---- Data under study

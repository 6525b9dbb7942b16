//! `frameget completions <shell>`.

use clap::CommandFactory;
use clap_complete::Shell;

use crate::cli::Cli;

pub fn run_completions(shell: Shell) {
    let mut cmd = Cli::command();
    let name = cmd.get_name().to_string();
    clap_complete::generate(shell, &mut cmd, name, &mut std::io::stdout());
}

--------
---- Data under study

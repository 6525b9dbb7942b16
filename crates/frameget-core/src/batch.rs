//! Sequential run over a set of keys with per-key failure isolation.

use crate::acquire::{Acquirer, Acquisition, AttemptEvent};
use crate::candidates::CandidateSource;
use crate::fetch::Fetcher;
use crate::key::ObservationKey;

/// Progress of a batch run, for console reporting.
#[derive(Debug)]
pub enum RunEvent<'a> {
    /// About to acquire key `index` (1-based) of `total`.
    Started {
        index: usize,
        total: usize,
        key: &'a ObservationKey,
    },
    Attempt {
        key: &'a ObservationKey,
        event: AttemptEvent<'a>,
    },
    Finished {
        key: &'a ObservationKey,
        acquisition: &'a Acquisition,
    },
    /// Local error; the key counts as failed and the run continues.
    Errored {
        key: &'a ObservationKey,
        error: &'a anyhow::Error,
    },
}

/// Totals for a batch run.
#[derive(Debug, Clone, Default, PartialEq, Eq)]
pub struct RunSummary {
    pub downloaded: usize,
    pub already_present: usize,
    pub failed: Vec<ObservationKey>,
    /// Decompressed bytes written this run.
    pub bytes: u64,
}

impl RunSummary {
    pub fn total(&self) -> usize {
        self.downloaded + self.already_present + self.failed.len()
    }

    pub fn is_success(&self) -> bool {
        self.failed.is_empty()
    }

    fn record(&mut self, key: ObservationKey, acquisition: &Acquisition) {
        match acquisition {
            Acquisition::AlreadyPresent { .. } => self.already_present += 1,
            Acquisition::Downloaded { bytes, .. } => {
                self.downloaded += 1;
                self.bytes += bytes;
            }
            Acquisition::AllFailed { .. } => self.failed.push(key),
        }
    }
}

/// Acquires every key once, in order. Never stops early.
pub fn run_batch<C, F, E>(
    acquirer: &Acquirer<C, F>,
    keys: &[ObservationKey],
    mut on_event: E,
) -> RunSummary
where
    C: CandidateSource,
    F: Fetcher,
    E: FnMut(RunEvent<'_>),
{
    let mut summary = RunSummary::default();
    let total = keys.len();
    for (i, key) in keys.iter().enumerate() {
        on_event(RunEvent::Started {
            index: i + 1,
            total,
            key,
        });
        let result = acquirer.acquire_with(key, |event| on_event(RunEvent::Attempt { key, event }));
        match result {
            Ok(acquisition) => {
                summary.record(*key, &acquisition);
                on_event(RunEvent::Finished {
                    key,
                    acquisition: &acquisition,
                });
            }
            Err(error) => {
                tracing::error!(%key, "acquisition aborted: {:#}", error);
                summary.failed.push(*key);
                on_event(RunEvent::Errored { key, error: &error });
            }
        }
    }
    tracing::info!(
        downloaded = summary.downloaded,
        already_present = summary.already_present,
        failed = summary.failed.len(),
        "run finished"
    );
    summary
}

--------
---- Data under study

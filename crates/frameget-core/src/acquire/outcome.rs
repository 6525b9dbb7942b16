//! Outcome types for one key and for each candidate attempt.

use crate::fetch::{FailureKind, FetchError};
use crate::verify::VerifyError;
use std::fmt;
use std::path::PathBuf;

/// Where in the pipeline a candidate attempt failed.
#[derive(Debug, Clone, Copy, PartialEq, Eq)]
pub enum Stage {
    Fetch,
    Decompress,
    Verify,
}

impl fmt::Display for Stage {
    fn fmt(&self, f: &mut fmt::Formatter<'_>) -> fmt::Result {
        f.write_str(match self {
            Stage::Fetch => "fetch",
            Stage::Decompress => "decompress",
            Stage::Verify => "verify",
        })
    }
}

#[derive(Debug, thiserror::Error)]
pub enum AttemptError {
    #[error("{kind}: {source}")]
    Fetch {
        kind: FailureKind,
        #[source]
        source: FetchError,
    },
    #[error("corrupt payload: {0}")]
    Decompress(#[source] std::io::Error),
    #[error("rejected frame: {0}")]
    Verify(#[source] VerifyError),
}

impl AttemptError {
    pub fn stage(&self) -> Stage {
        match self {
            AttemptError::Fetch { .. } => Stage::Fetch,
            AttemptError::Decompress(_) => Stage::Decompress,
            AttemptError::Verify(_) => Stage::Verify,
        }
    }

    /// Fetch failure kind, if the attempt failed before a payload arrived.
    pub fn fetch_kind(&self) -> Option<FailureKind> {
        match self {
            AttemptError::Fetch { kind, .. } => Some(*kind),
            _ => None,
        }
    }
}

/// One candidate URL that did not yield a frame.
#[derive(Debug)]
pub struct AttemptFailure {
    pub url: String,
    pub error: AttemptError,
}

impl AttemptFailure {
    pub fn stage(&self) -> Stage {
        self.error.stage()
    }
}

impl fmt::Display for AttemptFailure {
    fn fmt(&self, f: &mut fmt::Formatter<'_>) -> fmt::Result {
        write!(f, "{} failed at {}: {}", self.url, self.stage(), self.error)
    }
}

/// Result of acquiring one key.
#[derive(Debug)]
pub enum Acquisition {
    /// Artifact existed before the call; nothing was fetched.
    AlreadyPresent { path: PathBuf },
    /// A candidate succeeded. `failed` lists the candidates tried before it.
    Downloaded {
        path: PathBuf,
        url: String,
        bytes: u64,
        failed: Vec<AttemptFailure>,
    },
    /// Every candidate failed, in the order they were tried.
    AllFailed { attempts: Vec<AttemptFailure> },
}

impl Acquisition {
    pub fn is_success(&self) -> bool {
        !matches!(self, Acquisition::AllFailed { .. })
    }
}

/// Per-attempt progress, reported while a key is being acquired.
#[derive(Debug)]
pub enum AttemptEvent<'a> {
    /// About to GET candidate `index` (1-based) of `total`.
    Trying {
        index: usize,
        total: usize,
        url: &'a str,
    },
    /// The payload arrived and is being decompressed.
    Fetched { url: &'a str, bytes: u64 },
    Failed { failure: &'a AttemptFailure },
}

--------

• [Requirement]:
What is the number of lines in the entries above that contain the word "arrived"? Answer with that number only.

• [Your response]:
2